By Jennifer L. Warren
POUGHKEEPSIE – Approximately 100 guests in the dead silent room had their eyes peeled to the speaker as she emphatically affirmed her truth.
“I am a survivor, not a victim,” Alyssa Carrion proudly addressed the spellbound audience after relating her journey laced with hardship, pain, shame and a host of other emotions she kept hidden for years, choosing to replace them with strength and resiliency while reclaiming her power.
Carrion, who works for Mental Health America of Dutchess County Veterans Programs as well as serves as a Veteran Peer Mentor for Veterans, is fueled to make former military lives’ better after enduring her own military sexual trauma while a freshman cadet at West Point. Although graduating from the prestigious military institution in 2006 and moving on to a decorated military career, Carrion never forgot the wrongful imprint of her unpunished abuse; however, she elected to focus her energies on its lessons, using it as a catalyst to unearth her purpose. That choice has made all the difference.
“We need to do much more for veterans who have experienced trauma; they need and deserve care and respect,” said Carrion. “I strive to do that with all the people I work with every day.”

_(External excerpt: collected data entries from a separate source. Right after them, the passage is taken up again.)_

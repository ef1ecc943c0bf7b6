//! Request description passed to a [`Transport`](crate::Transport)

use reqwest::Method;
use serde_json::Value;

/// A single remote call: verb, path relative to the base URL, optional JSON body and query
#[derive(Debug, Clone, PartialEq)]
pub struct ApiRequest {
    pub method: Method,
    pub path: String,
    pub payload: Option<Value>,
    pub query: Vec<(String, String)>,
}

impl ApiRequest {
    pub fn new(method: Method, path: impl Into<String>) -> Self {
        Self {
            method,
            path: path.into(),
            payload: None,
            query: Vec::new(),
        }
    }

    pub fn get(path: impl Into<String>) -> Self {
        Self::new(Method::GET, path)
    }

    pub fn post(path: impl Into<String>) -> Self {
        Self::new(Method::POST, path)
    }

    pub fn put(path: impl Into<String>) -> Self {
        Self::new(Method::PUT, path)
    }

    pub fn delete(path: impl Into<String>) -> Self {
        Self::new(Method::DELETE, path)
    }

    /// Attach a JSON body
    pub fn with_payload(mut self, payload: Value) -> Self {
        self.payload = Some(payload);
        self
    }

    /// Append a query parameter
    pub fn with_query(mut self, key: impl Into<String>, value: impl ToString) -> Self {
        self.query.push((key.into(), value.to_string()));
        self
    }
}
//! Retry middleware for transport operations

use std::time::Duration;

use tracing::{debug, warn};

use crate::Result;

/// Exponential backoff policy
///
/// Attempt `n` (zero-based) waits `initial_delay * backoff_multiplier^n`,
/// clamped to `max_delay`.
#[derive(Debug, Clone)]
pub struct RetryConfig {
    /// Retries allowed after the first try
    pub max_attempts: u32,
    pub initial_delay: Duration,
    pub max_delay: Duration,
    pub backoff_multiplier: f64,
}

impl Default for RetryConfig {
    fn default() -> Self {
        Self {
            max_attempts: 3,
            initial_delay: Duration::from_millis(500),
            max_delay: Duration::from_secs(30),
            backoff_multiplier: 2.0,
        }
    }
}

impl RetryConfig {
    /// Wait before retry number `attempt + 1`
    pub fn calculate_delay(&self, attempt: u32) -> Duration {
        let factor = self.backoff_multiplier.powi(attempt.min(i32::MAX as u32) as i32);
        let scaled = self.initial_delay.as_secs_f64() * factor;
        if !scaled.is_finite() || scaled >= self.max_delay.as_secs_f64() {
            return self.max_delay;
        }
        Duration::from_secs_f64(scaled)
    }
}

/// Retry middleware for transport operations
#[derive(Debug, Clone)]
pub struct RetryMiddleware {
    config: RetryConfig,
}

impl RetryMiddleware {
    /// Wrap operations with the backoff described by `config`
    pub fn new(config: RetryConfig) -> Self {
        Self { config }
    }

    pub fn config(&self) -> &RetryConfig {
        &self.config
    }

    /// Run `operation` until it succeeds or the policy gives up
    ///
    /// Non-retryable errors return immediately. Once the attempts are used up
    /// the last error is returned so callers still see the server's payload.
    pub async fn execute<F, Fut, T>(&self, operation: F) -> Result<T>
    where
        F: Fn() -> Fut,
        Fut: std::future::Future<Output = Result<T>>,
    {
        let mut attempt = 0;

        loop {
            match operation().await {
                Ok(result) => {
                    if attempt > 0 {
                        debug!(retries = attempt, "Transport call recovered");
                    }
                    return Ok(result);
                }
                Err(e) if !e.is_retryable() => {
                    debug!("Not retrying: {e}");
                    return Err(e);
                }
                Err(e) if attempt >= self.config.max_attempts => {
                    warn!("Giving up after {} attempts: {}", attempt + 1, e);
                    return Err(e);
                }
                Err(e) => {
                    let delay = self.config.calculate_delay(attempt);
                    warn!(
                        "Request failed (attempt {}/{}), retrying in {:?}: {}",
                        attempt + 1,
                        self.config.max_attempts + 1,
                        delay,
                        e
                    );
                    tokio::time::sleep(delay).await;
                    attempt += 1;
                }
            }
        }
    }
}
//! Shared helpers for the end-to-end suites under `tests/`

use std::sync::{Arc, Mutex, PoisonError};
use std::time::Duration;

use appmerge_core::{EventBus, EventKind, InitiateOptions, MergeEvent};

/// Events captured from a bus in publication order
pub type EventLog = Arc<Mutex<Vec<MergeEvent>>>;

/// Subscribe to every event published on `bus`
pub fn record(bus: &EventBus) -> EventLog {
    let events = Arc::new(Mutex::new(Vec::new()));
    let sink = Arc::clone(&events);
    bus.on_any(move |event| {
        sink.lock()
            .unwrap_or_else(PoisonError::into_inner)
            .push(event.clone())
    });
    events
}

pub fn count(events: &EventLog, kind: EventKind) -> usize {
    events
        .lock()
        .unwrap_or_else(PoisonError::into_inner)
        .iter()
        .filter(|event| event.kind() == kind)
        .count()
}

/// Poll `condition` until it holds or two seconds pass
pub async fn eventually(mut condition: impl FnMut() -> bool) -> bool {
    for _ in 0..200 {
        if condition() {
            return true;
        }
        tokio::time::sleep(Duration::from_millis(10)).await;
    }
    condition()
}

/// Initiate options that poll every 20ms
pub fn fast_polling() -> InitiateOptions {
    InitiateOptions {
        start_monitoring: true,
        poll_interval: Duration::from_millis(20),
    }
}
//! Error types for merge orchestration

use appmerge_http::HttpError;
use thiserror::Error;

/// Errors raised by the orchestration core
#[derive(Debug, Error)]
pub enum MergeError {
    /// A required id or option was missing or malformed; raised before any I/O
    #[error("Invalid input: {0}")]
    InvalidInput(String),

    /// The remote call failed
    #[error("Remote request failed: {0}")]
    Remote(#[from] HttpError),

    /// The remote call failed during a one-shot fetch
    #[error("{context}: {source}")]
    Context {
        context: String,
        #[source]
        source: HttpError,
    },

    /// The server answered 2xx but the reply is unusable
    #[error("Malformed server reply: {0}")]
    MalformedReply(String),

    /// One or more workflow-gating checks failed; messages are joined
    #[error("Validation failed: {0}")]
    ValidationFailed(String),

    #[error("No active configuration")]
    NoActiveConfiguration,

    #[error("Already at the first configuration step")]
    AtFirstStep,

    #[error("Unknown configuration step: {0}")]
    UnknownStep(String),

    /// Path is empty or walks through a non-object value
    #[error("Invalid state path: {0}")]
    InvalidPath(String),

    /// Value does not fit the state schema at this path
    #[error("Invalid value for {path}: {reason}")]
    InvalidValue { path: String, reason: String },

    #[error("mergeStatus.status can only change through update_merge_status")]
    StatusGuarded,

    #[error("Serialization error: {0}")]
    Serialization(#[from] serde_json::Error),

    #[error("Settings error: {0}")]
    Settings(String),
}

impl MergeError {
    /// The underlying transport error, if this failure came from a remote call
    pub fn http(&self) -> Option<&HttpError> {
        match self {
            MergeError::Remote(e) | MergeError::Context { source: e, .. } => Some(e),
            _ => None,
        }
    }
}

/// Result type for orchestration operations
pub type MergeResult<T> = Result<T, MergeError>;
//! Keyed registry of background tasks
//!
//! Holds at most one running task per key. Starting a task for a key that
//! already has one aborts the old task first. A task that ends on its own
//! deregisters through its [`TaskTicket`], which only ever removes the entry
//! it was issued for, so a replacement task is never dropped by its
//! predecessor.

use std::collections::HashMap;
use std::fmt::Debug;
use std::future::Future;
use std::hash::Hash;
use std::sync::{Arc, Mutex, MutexGuard, PoisonError};

use tokio::task::JoinHandle;
use tracing::debug;

struct TaskEntry {
    generation: u64,
    handle: JoinHandle<()>,
}

struct RegistryInner<K> {
    next_generation: u64,
    tasks: HashMap<K, TaskEntry>,
}

/// One background task per key
pub struct TaskRegistry<K> {
    name: &'static str,
    inner: Arc<Mutex<RegistryInner<K>>>,
}

impl<K> Clone for TaskRegistry<K> {
    fn clone(&self) -> Self {
        Self {
            name: self.name,
            inner: Arc::clone(&self.inner),
        }
    }
}

/// Issued to each spawned task; lets the task deregister itself
pub struct TaskTicket<K> {
    key: K,
    generation: u64,
    registry: TaskRegistry<K>,
}

impl<K> TaskTicket<K>
where
    K: Eq + Hash + Clone + Debug + Send + 'static,
{
    pub fn key(&self) -> &K {
        &self.key
    }

    /// Remove this task's registry entry without aborting it
    ///
    /// No effect if the entry was already stopped or replaced.
    pub fn finish(&self) {
        let mut inner = self.registry.lock();
        if inner
            .tasks
            .get(&self.key)
            .is_some_and(|entry| entry.generation == self.generation)
        {
            inner.tasks.remove(&self.key);
            debug!(registry = self.registry.name, key = ?self.key, "Task finished");
        }
    }
}

impl<K> TaskRegistry<K>
where
    K: Eq + Hash + Clone + Debug + Send + 'static,
{
    pub fn new(name: &'static str) -> Self {
        Self {
            name,
            inner: Arc::new(Mutex::new(RegistryInner {
                next_generation: 0,
                tasks: HashMap::new(),
            })),
        }
    }

    /// Spawn the task built by `make`, replacing any task already running for `key`
    pub fn spawn<F, Fut>(&self, key: K, make: F)
    where
        F: FnOnce(TaskTicket<K>) -> Fut,
        Fut: Future<Output = ()> + Send + 'static,
    {
        // The lock is held across spawn so the entry exists before the task can finish
        let mut inner = self.lock();
        inner.next_generation += 1;
        let generation = inner.next_generation;

        let ticket = TaskTicket {
            key: key.clone(),
            generation,
            registry: self.clone(),
        };
        let handle = tokio::spawn(make(ticket));

        if let Some(previous) = inner
            .tasks
            .insert(key.clone(), TaskEntry { generation, handle })
        {
            previous.handle.abort();
            debug!(registry = self.name, key = ?key, "Replaced running task");
        } else {
            debug!(registry = self.name, key = ?key, "Started task");
        }
    }

    /// Abort the task for `key`; returns whether one was running
    pub fn stop(&self, key: &K) -> bool {
        match self.lock().tasks.remove(key) {
            Some(entry) => {
                entry.handle.abort();
                debug!(registry = self.name, key = ?key, "Stopped task");
                true
            }
            None => false,
        }
    }

    /// Abort every task; returns how many were running
    pub fn stop_all(&self) -> usize {
        let entries: Vec<TaskEntry> = self.lock().tasks.drain().map(|(_, entry)| entry).collect();
        for entry in &entries {
            entry.handle.abort();
        }
        entries.len()
    }

    pub fn is_active(&self, key: &K) -> bool {
        self.lock()
            .tasks
            .get(key)
            .is_some_and(|entry| !entry.handle.is_finished())
    }

    pub fn len(&self) -> usize {
        self.lock().tasks.len()
    }

    pub fn is_empty(&self) -> bool {
        self.len() == 0
    }

    fn lock(&self) -> MutexGuard<'_, RegistryInner<K>> {
        self.inner.lock().unwrap_or_else(PoisonError::into_inner)
    }
}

It’s that empowering ability to “Flip the Script,” conquer challenges and draft their own narratives, that led Carrion to be chosen as one of two potent speakers at last Wednesday’s Annual Women’s Networking Event, held at Locust Grove Estate in Poughkeepsie. The program, led by Senator Sue Serino of the 41st District, originated in 2018 and focuses on local women having a critical platform to bolster both their personal and professional networks. Its intents run still deeper.
“I started this event because I was meeting so many amazing women, and I really wanted to find a way to connect them; it’s what we do as women,” said Serino, who also shared her own not always smooth back story, one whose select pieces she too was told to keep under wraps as she entered the political realm. “We all have faced challenges that could have easily stopped us from going forward, but so many of us have found ways to keep going.”
Another one of the evening’s speakers, Undersheriff Jacqueline, “Jackie,” Salvatore of the Columbia County Sheriff’s Office, also epitomized the program’s theme of “Flipping the Script.” Being fed stereotyped, limiting roles of what a woman should be, while growing up in a family “riddled with substance abuse” and void of any strong mentors to set the barometer for anything more, Salvatore spoke of declining two college athletic scholarships, naturally falling into abusive marriages, and experiences with extreme poverty. However, similar to Carrion, her emphasis was on a purposeful decision laden with overcoming, healing and growing.
“No matter what your scenario is, where you are in life, or what’s happened to you, know you are exactly where you are supposed to be right now,” said the dynamic speaker Salvatore, who sleighed those confining female blueprints, working as a State Trooper for 28 years and recently earning the distinction of becoming the first female and person of color to take on the position of Undersheriff in Columbia County. “I have learned never, ever to judge someone else and to give myself as many options as possible.” Reflecting further, she added, “I have zero regrets in my life, simply multiple opportunities.”
In addition to the guest speakers unraveling their personal trials, tribulations and ultimately successes while uplifting all present, the night also featured Serino’s announcement of the 41st Senate District 2022 Woman of Distinction (many of the trailblazing community leader nominees were in attendance), Lori Cassia-Decker, the Co-founder (along with her husband George) of the 20 year old non-profit and official 501(c) (3) organization, Angels of Light, originally created to make a genuine difference in the lives of children battling life-threatening illnesses while providing integral support and hope for their families during the holiday season. To date, Angels of Light has uplifted the lives of more than 1300 children. It has also evolved into something taking on an ever-expanding breadth, delivering year-round help with medical bills, utilities, food, gas and much more.
“We never set out to start this organization; it really was Divine Intervention, said a visibly touched Cassia-Decker, who spearheaded the effort with her husband who had been coaching a young player with a life-threatening illness, immediately wanted to help ease his path in any way possible, and soon saw how many others could benefit. “We didn’t know at the time there was such a need, and I just feel so incredibly blessed we are able to make this all happen now.”
Cassia-Decker, who has formed a strong bond with Serino over the years, added, “Sue is just amazing, always coming to all of my events, and really, really showing a genuine interest in everything I do, not as a politician, but just a person.”